▸ **WHAT NEEDS TO BE DONE**:
Nothing but a number should be given: the count of lines in the data that include the string "buttons".

▸ **Dataset entries**:

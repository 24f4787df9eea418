//! Window + runtime loop.
//!
//! Owns the `winit` EventLoop and the page window, and wires them to the GPU
//! layer.

mod runtime;

pub use runtime::{Runtime, RuntimeConfig, RuntimeCtx};
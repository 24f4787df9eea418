//! Lexer, parser and AST for the Black Label page markup (`.blm`).
//!
//! A page is one tree of named nodes. Each node may carry a quoted content
//! string and a `{ ... }` block mixing `key: value` properties with child
//! nodes:
//!
//! ```rust
//! use blacklabel_markup::parse_str;
//!
//! let doc = parse_str(r##"
//!     Page {
//!         background: #050509
//!         Header "EXOTIC BLACK" {
//!             Link "Fleet" { href: "#fleet" }
//!         }
//!     }
//! "##).unwrap();
//!
//! assert_eq!(doc.root.name, "Page");
//! assert_eq!(doc.root.children[0].content.as_deref(), Some("EXOTIC BLACK"));
//! ```

pub mod ast;
pub mod error;
pub mod lexer;
pub mod parser;

pub use ast::{Document, Node, Prop, Value};
pub use error::ParseError;
pub use parser::parse_str;
use crate::paint::Color;

use super::EngineError;

/// Physically-flavoured surface description.
///
/// Backends are free to approximate: `roughness` drives highlight spread and
/// `metalness` tints highlights toward the base color.
#[derive(Debug, Copy, Clone, PartialEq)]
pub struct StandardMaterial {
    pub color: Color,
    pub roughness: f32,
    pub metalness: f32,
}

impl StandardMaterial {
    pub fn new(color: Color, roughness: f32, metalness: f32) -> Self {
        Self { color, roughness, metalness }
    }

    /// Roughness and metalness must lie in `[0, 1]`.
    pub fn validate(&self) -> Result<(), EngineError> {
        let unit = 0.0..=1.0;
        if !unit.contains(&self.roughness) || !unit.contains(&self.metalness) {
            return Err(EngineError::InvalidMaterial(format!(
                "roughness {} / metalness {} outside [0, 1]",
                self.roughness, self.metalness
            )));
        }
        if !self.color.is_finite() {
            return Err(EngineError::InvalidMaterial("non-finite color".to_string()));
        }
        Ok(())
    }
}

impl Default for StandardMaterial {
    fn default() -> Self {
        Self::new(Color::WHITE, 1.0, 0.0)
    }
}

#[cfg(test)]
mod tests {
    use super::*;

    #[test]
    fn default_material_is_valid() {
        assert!(StandardMaterial::default().validate().is_ok());
    }

    #[test]
    fn out_of_range_parameters_are_rejected() {
        let m = StandardMaterial::new(Color::WHITE, 1.5, 0.0);
        assert!(matches!(m.validate(), Err(EngineError::InvalidMaterial(_))));
        let m = StandardMaterial::new(Color::WHITE, 0.5, -0.1);
        assert!(m.validate().is_err());
    }
}
/// Paint layer of the page. Higher layers paint on top.
#[derive(Debug, Copy, Clone, Eq, PartialEq, Ord, PartialOrd, Hash, Default)]
pub struct ZIndex(pub i32);

impl ZIndex {
    /// Scrims over the 3D backdrop.
    pub const BACKDROP: ZIndex = ZIndex(-10);
    /// Nav bar and buttons.
    pub const CHROME: ZIndex = ZIndex(0);
    pub const COPY: ZIndex = ZIndex(10);
}

/// Paint order of one item: layer first, then insertion order. Field order
/// matters for the derived `Ord`.
#[derive(Debug, Copy, Clone, Eq, PartialEq, Ord, PartialOrd, Hash)]
pub struct SortKey {
    pub z: ZIndex,
    pub order: u32,
}
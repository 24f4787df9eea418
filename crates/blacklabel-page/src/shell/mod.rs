//! Page Shell: the static header and hero around the backdrop.
//!
//! [`PageShell`] is the typed model, built from `.blm` markup or taken from
//! [`PageShell::default`]. [`PageLayout`] places it in a viewport and
//! [`paint_page`] turns the result into draw commands. Nothing here reacts to
//! input; the call-to-action buttons are drawn, never wired.

mod error;
mod layout;
mod model;
mod painter;

pub use error::ShellError;
pub use layout::{ButtonBox, PageLayout, TextBlock, estimate_text};
pub use model::{BackdropSlot, CallToAction, CtaStyle, HeroCopy, NavLink, PageShell, Theme};
pub use painter::paint_page;
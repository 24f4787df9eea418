use std::fmt;

/// A `.blm` lexing or parsing failure.
#[derive(Debug, Clone, PartialEq)]
pub struct ParseError {
    pub message: String,
    /// 1-based line.
    pub line: usize,
    /// 1-based column, counted in characters.
    pub col: usize,
}

impl ParseError {
    pub(crate) fn new(message: impl Into<String>, line: usize, col: usize) -> Self {
        Self { message: message.into(), line, col }
    }
}

impl fmt::Display for ParseError {
    fn fmt(&self, f: &mut fmt::Formatter<'_>) -> fmt::Result {
        write!(f, "blm parse error at {}:{}: {}", self.line, self.col, self.message)
    }
}

impl std::error::Error for ParseError {}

▸ **WRITTEN SOLUTION**:
2